Lors de son audition, la Banque de France a présenté au rapporteur les domaines explorés par les centres existants et les travaux qu'ils conduisent :

- l'application de la technologie pour la régulation et la supervision (Regtech/Suptech) . Le centre suisse a conduit un projet en matière de surveillance des marchés en temps réel, et le centre singapourien en a mené un autre sur l'automatisation et la digitalisation des déclarations réglementaires des établissements ;

- la monnaie numérique de banque centrale (MNBC) . Deux expérimentations ont été conduites par le centre suisse : la première sur l'usage de la MNBC pour le règlement d'opérations sur titres, et la seconde, en partenariat avec la Banque de France, sur l'interopérabilité de deux MNBC pour des opérations financières transnationales. Le centre de Singapour a quant à lui mené une expérimentation portant sur la création d'une plateforme supportant des MNBC de différents pays pour des règlements transnationaux 4 ( * ) . Enfin, le centre de Hong Kong a conduit un projet sur l'interopérabilité de MNBC de quatre pays, et un autre sur une MNBC destinée aux paiements des particuliers ( retail MNBC ) ;

- les nouvelles infrastructures de marché . Un projet de construction de plateforme permettant des règlements instantanés entre pays a été mené par le centre singapourien ;

- la finance décentralisée . Le centre de Hong Kong a travaillé sur la digitalisation des identités d'entreprises pour faciliter leur accès au crédit ;

- la finance verte . Le centre de Hong Kong oeuvre à la construction d'une plateforme digitale de gestion de l'émission et du transfert d'obligations vertes, destinée à faciliter l'accès des investisseurs individuels à ce type d'instruments financiers.

b) Le futur centre franco-allemand et les projets qui lui seront confiés

La Banque de France, la Deutsche Bundesbank et la Banque centrale européenne (BCE) ont proposé à la BRI, au nom de l'Eurosystème, d'accueillir un nouveau centre au coeur de la zone euro, réparti sur deux sites : le premier installé à Francfort, où siège la BCE, et le second implanté à Paris qui, par ailleurs, accueille le siège de l'Autorité bancaire européenne et celui de l'Autorité européenne des marchés financiers.

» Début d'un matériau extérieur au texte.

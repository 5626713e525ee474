use crate::{
    abstract_trait::JwtServiceTrait,
    domain::identity::{AuthUser, Role},
    errors::ServiceError,
    model::User,
};
use chrono::Utc;
use jsonwebtoken::{
    DecodingKey, EncodingKey, Header, Validation, decode, encode, errors::ErrorKind,
};
use serde::{Deserialize, Serialize};
use std::time::Duration;
use uuid::Uuid;

#[derive(Debug, Serialize, Deserialize)]
pub struct Claims {
    pub sub: Uuid,
    pub email: String,
    pub role: Role,
    pub iat: usize,
    pub exp: usize,
}

#[derive(Clone)]
pub struct JwtConfig {
    jwt_secret: String,
    expires_in: Duration,
}

impl std::fmt::Debug for JwtConfig {
    fn fmt(&self, f: &mut std::fmt::Formatter<'_>) -> std::fmt::Result {
        f.debug_struct("JwtConfig")
            .field("jwt_secret", &"<redacted>")
            .field("expires_in", &self.expires_in)
            .finish()
    }
}

impl JwtConfig {
    pub fn new(jwt_secret: &str, expires_in: Duration) -> Self {
        JwtConfig {
            jwt_secret: jwt_secret.to_string(),
            expires_in,
        }
    }
}

impl JwtServiceTrait for JwtConfig {
    fn generate_token(&self, user: &User) -> Result<String, ServiceError> {
        let role = user
            .role
            .parse::<Role>()
            .map_err(ServiceError::Internal)?;

        let iat = Utc::now().timestamp() as usize;
        let exp = iat + self.expires_in.as_secs() as usize;

        let claims = Claims {
            sub: user.id,
            email: user.email.clone(),
            role,
            iat,
            exp,
        };

        encode(
            &Header::default(),
            &claims,
            &EncodingKey::from_secret(self.jwt_secret.as_ref()),
        )
        .map_err(ServiceError::Jwt)
    }

    fn verify_token(&self, token: &str) -> Result<AuthUser, ServiceError> {
        let decoding_key = DecodingKey::from_secret(self.jwt_secret.as_ref());
        let token_data = decode::<Claims>(token, &decoding_key, &Validation::default())
            .map_err(|e| match e.kind() {
                ErrorKind::ExpiredSignature => ServiceError::TokenExpired,
                _ => ServiceError::Jwt(e),
            })?;

        let Claims {
            sub, email, role, ..
        } = token_data.claims;

        Ok(AuthUser {
            id: sub,
            email,
            role,
        })
    }
}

D'après le ministère de l'Europe et des affaires étrangères, la place centrale de Paris et de Francfort dans le réseau d'infrastructures de l'Eurozone (communications, énergie, datacenters ) a été essentielle dans cette candidature, de même que l'image des banques centrales française et allemande, reconnues comme particulièrement innovantes.

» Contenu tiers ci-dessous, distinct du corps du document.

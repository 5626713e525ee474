pub mod admin;
pub mod jwt;
pub mod rate_limit;
pub mod validate;
mod query;
pub(crate) mod sql;

use std::sync::Arc;

use self::query::OrderQueryRepository;

use crate::{abstract_trait::DynOrderQueryRepository, config::ConnectionPool};

#[derive(Clone)]
pub struct OrderRepository {
    pub query: DynOrderQueryRepository,
}

impl OrderRepository {
    pub fn new(pool: ConnectionPool) -> Self {
        let query = Arc::new(OrderQueryRepository::new(pool)) as DynOrderQueryRepository;

        Self { query }
    }
}
mod error;
mod http;
mod repository;
mod service;

pub use self::error::ErrorResponse;
pub use self::http::HttpError;
pub use self::repository::RepositoryError;
pub use self::service::ServiceError;
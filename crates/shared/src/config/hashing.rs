use crate::{abstract_trait::HashingTrait, errors::ServiceError};
use async_trait::async_trait;
use bcrypt::{hash, verify};

/// bcrypt hashing. The work runs on the blocking pool so it never stalls the
/// async workers.
#[derive(Clone, Debug)]
pub struct Hashing {
    cost: u32,
}

impl Hashing {
    pub fn new(cost: u32) -> Self {
        Self { cost }
    }
}

impl Default for Hashing {
    fn default() -> Self {
        Self::new(bcrypt::DEFAULT_COST)
    }
}

#[async_trait]
impl HashingTrait for Hashing {
    async fn hash_password(&self, password: &str) -> Result<String, ServiceError> {
        let password = password.to_string();
        let cost = self.cost;

        tokio::task::spawn_blocking(move || hash(password, cost))
            .await
            .map_err(|e| ServiceError::Internal(format!("hashing task failed: {e}")))?
            .map_err(ServiceError::Bcrypt)
    }

    async fn verify_password(
        &self,
        hashed_password: &str,
        password: &str,
    ) -> Result<(), ServiceError> {
        let password = password.to_string();
        let hashed_password = hashed_password.to_string();

        let is_valid = tokio::task::spawn_blocking(move || verify(password, &hashed_password))
            .await
            .map_err(|e| ServiceError::Internal(format!("hashing task failed: {e}")))?
            .map_err(ServiceError::Bcrypt)?;

        if is_valid {
            Ok(())
        } else {
            Err(ServiceError::InvalidCredentials)
        }
    }
}

#[cfg(test)]
mod tests {
    use super::*;

    #[tokio::test]
    async fn hashes_and_verifies_passwords() {
        let hashing = Hashing::new(4);
        let hashed = hashing.hash_password("correct horse").await.unwrap();

        assert_ne!(hashed, "correct horse");
        assert!(hashing.verify_password(&hashed, "correct horse").await.is_ok());
        assert!(matches!(
            hashing.verify_password(&hashed, "wrong horse").await,
            Err(ServiceError::InvalidCredentials)
        ));
    }
}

Lors de son audition, la Banque de France a présenté les trois projets qui seront confiés au centre Eurosystème :

- le projet « Gaia » dans le domaine de la finance verte . Alors que les banques centrales ont pris conscience des effets négatifs du changement climatique sur la stabilité financière, le projet Gaia aura pour objet d'analyser de façon optimale les rapports extrafinanciers afin d'automatiser la lecture de ces rapports grâce à l'apprentissage automatique ( Machine Learning ), et ainsi mieux appréhender les actions menées par les banques et les entreprises privées pour réduire leur empreinte carbone ;

- le projet « Leap » dans le domaine de la cybersécurité . Lorsqu'un ordinateur quantique universel sera mis au point, les protocoles de cryptographie actuellement utilisés dans toutes les communications internet seront obsolètes. Ce risque de cybersécurité peut d'ores et déjà être neutralisé par l'application d'algorithmes post-quantiques ; toutefois, l'utilisation de ces nouveaux protocoles cryptographiques - qui restent immatures - doit être testée avant une implémentation dans un environnement réel de travail ;

- le projet « Atlas » en matière d'application de la technologie pour la supervision . Le but est de créer une plateforme permettant de superviser les marchés de cryptomonnaies. En effet, le manque de transparence et l'accès difficile à la donnée compliquent aujourd'hui la mission du régulateur.


* 3 Ou « marathon de programmation » : événement durant lequel des groupes de développeurs volontaires se réunissent pour une période donnée afin de travailler sur des projets de programmation informatique de manière collaborative.

* 4 Cette expérimentation se prolongera en 2022 et associera deux autres centres du BISIH : le centre Eurosystème et le centre suisse.